Data records:
|---|
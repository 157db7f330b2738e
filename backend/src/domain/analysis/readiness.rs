//! Readiness Scorer - completeness score and recommendations for a project.

use crate::domain::foundation::Percentage;
use crate::domain::project::{ProjectDocument, ReadinessProfile, ReadinessStatus};

pub const MARKETABILITY_POINTS: u8 = 35;
pub const LOGISTICS_POINTS: u8 = 15;
pub const VARIANT_POINTS: u8 = 15;
pub const HEALTHY_MARGIN_POINTS: u8 = 35;
pub const THIN_MARGIN_POINTS: u8 = 20;

/// Margin (percent) above which the projection earns full points.
pub const HEALTHY_MARGIN_THRESHOLD: f64 = 20.0;

/// Score above which a project is ready.
pub const READY_THRESHOLD: u8 = 70;
/// Score above which a project needs work rather than being incomplete.
pub const NEEDS_WORK_THRESHOLD: u8 = 30;

pub const REC_COMPLETE_MARKETABILITY: &str =
    "Complete Marketability analysis for a clearer strategy.";
pub const REC_ADD_VARIANT: &str = "Add at least one product variant to diversify your offering.";
pub const REC_IMPROVE_MARGIN: &str = "Try to improve your profit margin above 20%.";
pub const REC_RUN_PROJECTION: &str = "Run the Revenue & Cost simulation.";
pub const REC_EXPLORE_FUNDING: &str =
    "Your business profile looks solid! Consider exploring funding options.";

/// Scorer for project readiness.
pub struct ReadinessScorer;

impl ReadinessScorer {
    /// Scores a document.
    ///
    /// Deterministic and side-effect free; only marketability, packaging,
    /// variants and projection influence the result. A `Ready` profile
    /// always carries at least one recommendation.
    pub fn score(doc: &ProjectDocument) -> ReadinessProfile {
        let mut score = Percentage::ZERO;
        let mut recommendations = Vec::new();

        let positioned = doc
            .marketability
            .as_ref()
            .is_some_and(|m| m.is_positioned());
        if positioned {
            score = score.award(MARKETABILITY_POINTS);
        } else {
            recommendations.push(REC_COMPLETE_MARKETABILITY.to_string());
        }

        if doc.packaging().is_some_and(|p| p.is_logistics_ready()) {
            score = score.award(LOGISTICS_POINTS);
        }

        if doc.variants().is_empty() {
            recommendations.push(REC_ADD_VARIANT.to_string());
        } else {
            score = score.award(VARIANT_POINTS);
        }

        match doc.projection() {
            Some(projection) if projection.margin > HEALTHY_MARGIN_THRESHOLD => {
                score = score.award(HEALTHY_MARGIN_POINTS);
            }
            Some(_) => {
                score = score.award(THIN_MARGIN_POINTS);
                recommendations.push(REC_IMPROVE_MARGIN.to_string());
            }
            None => recommendations.push(REC_RUN_PROJECTION.to_string()),
        }

        let status = Self::status_for(score.value());
        if status == ReadinessStatus::Ready && recommendations.is_empty() {
            recommendations.push(REC_EXPLORE_FUNDING.to_string());
        }

        ReadinessProfile {
            score,
            status,
            recommendations,
        }
    }

    /// Maps a score to its status band.
    pub fn status_for(score: u8) -> ReadinessStatus {
        if score > READY_THRESHOLD {
            ReadinessStatus::Ready
        } else if score > NEEDS_WORK_THRESHOLD {
            ReadinessStatus::NeedsWork
        } else {
            ReadinessStatus::Incomplete
        }
    }
}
|---|
• [Activity]:
Word for word, restate the lines of the data above that fall between the line holding "pub const HEALTHY_MARGIN_POINTS: u8 = 35;" and the line holding "pub const REC_EXPLORE_FUNDING: &str", inclusive, and no other lines.

• [Expected answer]:
pub const HEALTHY_MARGIN_POINTS: u8 = 35;
pub const THIN_MARGIN_POINTS: u8 = 20;

/// Margin (percent) above which the projection earns full points.
pub const HEALTHY_MARGIN_THRESHOLD: f64 = 20.0;

/// Score above which a project is ready.
pub const READY_THRESHOLD: u8 = 70;
/// Score above which a project needs work rather than being incomplete.
pub const NEEDS_WORK_THRESHOLD: u8 = 30;

pub const REC_COMPLETE_MARKETABILITY: &str =
    "Complete Marketability analysis for a clearer strategy.";
pub const REC_ADD_VARIANT: &str = "Add at least one product variant to diversify your offering.";
pub const REC_IMPROVE_MARGIN: &str = "Try to improve your profit margin above 20%.";
pub const REC_RUN_PROJECTION: &str = "Run the Revenue & Cost simulation.";
pub const REC_EXPLORE_FUNDING: &str =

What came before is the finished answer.